REQUIREMENT:
Please print every record below exactly as it appears.

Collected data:
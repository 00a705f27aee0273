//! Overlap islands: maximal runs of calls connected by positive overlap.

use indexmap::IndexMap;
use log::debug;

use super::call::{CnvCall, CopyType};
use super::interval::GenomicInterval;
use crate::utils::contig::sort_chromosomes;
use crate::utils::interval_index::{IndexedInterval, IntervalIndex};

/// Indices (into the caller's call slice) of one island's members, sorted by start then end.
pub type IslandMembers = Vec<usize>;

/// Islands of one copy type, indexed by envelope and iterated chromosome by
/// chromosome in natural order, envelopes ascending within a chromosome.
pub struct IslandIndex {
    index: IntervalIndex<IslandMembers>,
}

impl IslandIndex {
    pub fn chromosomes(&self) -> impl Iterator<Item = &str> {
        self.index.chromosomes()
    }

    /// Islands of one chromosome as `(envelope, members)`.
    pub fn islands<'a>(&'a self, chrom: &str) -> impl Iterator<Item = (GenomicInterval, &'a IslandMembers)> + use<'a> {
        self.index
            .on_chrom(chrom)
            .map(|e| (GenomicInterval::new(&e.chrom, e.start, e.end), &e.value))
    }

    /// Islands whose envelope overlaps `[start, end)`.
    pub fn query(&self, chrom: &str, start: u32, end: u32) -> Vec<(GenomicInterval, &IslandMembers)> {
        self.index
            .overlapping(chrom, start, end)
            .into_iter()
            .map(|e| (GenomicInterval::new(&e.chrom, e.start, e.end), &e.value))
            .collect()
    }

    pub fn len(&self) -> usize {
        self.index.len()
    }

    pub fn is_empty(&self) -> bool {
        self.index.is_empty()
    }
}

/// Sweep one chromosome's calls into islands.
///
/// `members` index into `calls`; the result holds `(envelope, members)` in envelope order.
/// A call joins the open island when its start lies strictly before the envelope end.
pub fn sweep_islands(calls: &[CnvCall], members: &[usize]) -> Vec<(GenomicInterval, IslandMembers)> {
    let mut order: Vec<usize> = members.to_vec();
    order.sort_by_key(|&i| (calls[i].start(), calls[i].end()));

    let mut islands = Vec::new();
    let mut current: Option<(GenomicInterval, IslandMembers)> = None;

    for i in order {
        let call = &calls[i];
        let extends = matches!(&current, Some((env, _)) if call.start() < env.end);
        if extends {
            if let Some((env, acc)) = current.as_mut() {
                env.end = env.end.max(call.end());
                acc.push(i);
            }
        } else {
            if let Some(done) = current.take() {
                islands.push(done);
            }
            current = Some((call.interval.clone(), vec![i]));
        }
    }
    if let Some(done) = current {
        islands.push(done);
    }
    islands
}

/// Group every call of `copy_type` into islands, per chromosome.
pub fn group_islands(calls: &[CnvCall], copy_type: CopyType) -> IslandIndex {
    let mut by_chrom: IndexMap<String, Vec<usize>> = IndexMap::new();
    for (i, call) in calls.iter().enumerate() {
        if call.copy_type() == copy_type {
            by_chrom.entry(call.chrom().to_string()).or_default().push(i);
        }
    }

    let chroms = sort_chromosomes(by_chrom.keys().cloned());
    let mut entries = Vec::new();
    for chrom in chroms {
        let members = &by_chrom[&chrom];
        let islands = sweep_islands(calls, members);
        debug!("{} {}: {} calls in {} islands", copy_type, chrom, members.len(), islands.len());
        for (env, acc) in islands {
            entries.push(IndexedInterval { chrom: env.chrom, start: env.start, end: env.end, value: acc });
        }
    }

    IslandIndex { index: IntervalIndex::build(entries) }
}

SOLUTION FOR THIS TASK:
repository 00a705f27aee0273
//! Overlap islands: maximal runs of calls connected by positive overlap.

use indexmap::IndexMap;
use log::debug;

use super::call::{CnvCall, CopyType};
use super::interval::GenomicInterval;
use crate::utils::contig::sort_chromosomes;
use crate::utils::interval_index::{IndexedInterval, IntervalIndex};

/// Indices (into the caller's call slice) of one island's members, sorted by start then end.
pub type IslandMembers = Vec<usize>;

/// Islands of one copy type, indexed by envelope and iterated chromosome by
/// chromosome in natural order, envelopes ascending within a chromosome.
pub struct IslandIndex {
    index: IntervalIndex<IslandMembers>,
}

impl IslandIndex {
    pub fn chromosomes(&self) -> impl Iterator<Item = &str> {
        self.index.chromosomes()
    }

    /// Islands of one chromosome as `(envelope, members)`.
    pub fn islands<'a>(&'a self, chrom: &str) -> impl Iterator<Item = (GenomicInterval, &'a IslandMembers)> + use<'a> {
        self.index
            .on_chrom(chrom)
            .map(|e| (GenomicInterval::new(&e.chrom, e.start, e.end), &e.value))
    }

    /// Islands whose envelope overlaps `[start, end)`.
    pub fn query(&self, chrom: &str, start: u32, end: u32) -> Vec<(GenomicInterval, &IslandMembers)> {
        self.index
            .overlapping(chrom, start, end)
            .into_iter()
            .map(|e| (GenomicInterval::new(&e.chrom, e.start, e.end), &e.value))
            .collect()
    }

    pub fn len(&self) -> usize {
        self.index.len()
    }

    pub fn is_empty(&self) -> bool {
        self.index.is_empty()
    }
}

/// Sweep one chromosome's calls into islands.
///
/// `members` index into `calls`; the result holds `(envelope, members)` in envelope order.
/// A call joins the open island when its start lies strictly before the envelope end.
pub fn sweep_islands(calls: &[CnvCall], members: &[usize]) -> Vec<(GenomicInterval, IslandMembers)> {
    let mut order: Vec<usize> = members.to_vec();
    order.sort_by_key(|&i| (calls[i].start(), calls[i].end()));

    let mut islands = Vec::new();
    let mut current: Option<(GenomicInterval, IslandMembers)> = None;

    for i in order {
        let call = &calls[i];
        let extends = matches!(&current, Some((env, _)) if call.start() < env.end);
        if extends {
            if let Some((env, acc)) = current.as_mut() {
                env.end = env.end.max(call.end());
                acc.push(i);
            }
        } else {
            if let Some(done) = current.take() {
                islands.push(done);
            }
            current = Some((call.interval.clone(), vec![i]));
        }
    }
    if let Some(done) = current {
        islands.push(done);
    }
    islands
}

/// Group every call of `copy_type` into islands, per chromosome.
pub fn group_islands(calls: &[CnvCall], copy_type: CopyType) -> IslandIndex {
    let mut by_chrom: IndexMap<String, Vec<usize>> = IndexMap::new();
    for (i, call) in calls.iter().enumerate() {
        if call.copy_type() == copy_type {
            by_chrom.entry(call.chrom().to_string()).or_default().push(i);
        }
    }

    let chroms = sort_chromosomes(by_chrom.keys().cloned());
    let mut entries = Vec::new();
    for chrom in chroms {
        let members = &by_chrom[&chrom];
        let islands = sweep_islands(calls, members);
        debug!("{} {}: {} calls in {} islands", copy_type, chrom, members.len(), islands.len());
        for (env, acc) in islands {
            entries.push(IndexedInterval { chrom: env.chrom, start: env.start, end: env.end, value: acc });
        }
    }

    IslandIndex { index: IntervalIndex::build(entries) }
}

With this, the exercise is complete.